Thursday, April 23, 2009

How the Brain Responds to Stress

What is stress?

Stress is the reaction of the body to a change that requires physical, mental or emotional adjustments or response to events that cause bodily or mental tension. It comes from any situations that heightens your emotions and is caused by stress-causing factor called stressors.

What stress can do to your brain?

Stress overloads your brain with powerful hormones that are intended only for short term duty in emergency situations. The effects of these hormones damages and kills brain cells.

How the brain responses to stress?

Emotional or physical responses you have on stress are set in motion by a series of chemical releases and reactions.

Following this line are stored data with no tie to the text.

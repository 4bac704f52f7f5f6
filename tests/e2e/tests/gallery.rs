use e2e::{browser::Browser, test_server::TestServer};

const SLIDES: &str = "#gallery-slider .slide";
const DOTS: &str = "#gallery-dots .dot";

#[tokio::test]
#[ignore = "needs a Chrome install and a built web bundle"]
async fn test_gallery_builds_slides_and_dots() {
    let server = TestServer::start()
        .await
        .expect("Failed to start test server");

    let browser = Browser::launch().expect("Failed to launch browser");
    let page = browser.new_page().expect("Failed to create page");
    page.goto(server.url()).expect("Failed to navigate");
    page.find_element("#gallery-slider").expect("slider should render");

    assert_eq!(page.count(SLIDES).unwrap(), 8);
    assert_eq!(page.count(DOTS).unwrap(), 8);
    assert_eq!(page.active_index(SLIDES, ".active").unwrap(), Some(0));
    assert_eq!(page.active_index(DOTS, ".active").unwrap(), Some(0));
}

#[tokio::test]
#[ignore = "needs a Chrome install and a built web bundle"]
async fn test_gallery_wraps_and_jumps() {
    let server = TestServer::start()
        .await
        .expect("Failed to start test server");

    let browser = Browser::launch().expect("Failed to launch browser");
    let page = browser.new_page().expect("Failed to create page");
    page.goto(server.url()).expect("Failed to navigate");
    page.wait_for_text("#language-trigger", "KR").expect("bootstrap");

    page.click(".gallery_nav.prev").expect("previous button");
    assert_eq!(page.active_index(SLIDES, ".active").unwrap(), Some(7));
    assert_eq!(page.active_index(DOTS, ".active").unwrap(), Some(7));

    page.click(".gallery_nav.next").expect("next button");
    assert_eq!(page.active_index(SLIDES, ".active").unwrap(), Some(0));

    page.click("#gallery-dots .dot:nth-child(3)").expect("third dot");
    assert_eq!(page.active_index(SLIDES, ".active").unwrap(), Some(2));
    assert_eq!(page.active_index(DOTS, ".active").unwrap(), Some(2));
}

Different kinds of stress:

Stress can manifest itself physically, emotionally, or mentally depending on the stressors and the types of changes or events that we are dealing.
  1. Physical Stress - this occurs when the body starts to suffer as a result of a stressful situation. The most common physical symptom is headache. Long term stress can lead to digestive problems, insomnia, fatigue, high-blood pressure, heart problems and even hair loss.
  2. Emotional Stress - stress affecting the mind and include anxiety, anger, and depression. Anxiety is a response to failure, danger or fear of the unknown. Anger is a common response to frustration or social stress. Depression is frequently seen as an emotional response to upsetting situations.
  3. Mental or Psychological Stress - Long term stress can cause psychological problems. A person with psychological stress has symptoms that include phobias, withdrawal from society, disturbing behaviors and eating disorders.
Stress symptoms can be associated with serious medical conditions and should not be taken for granted.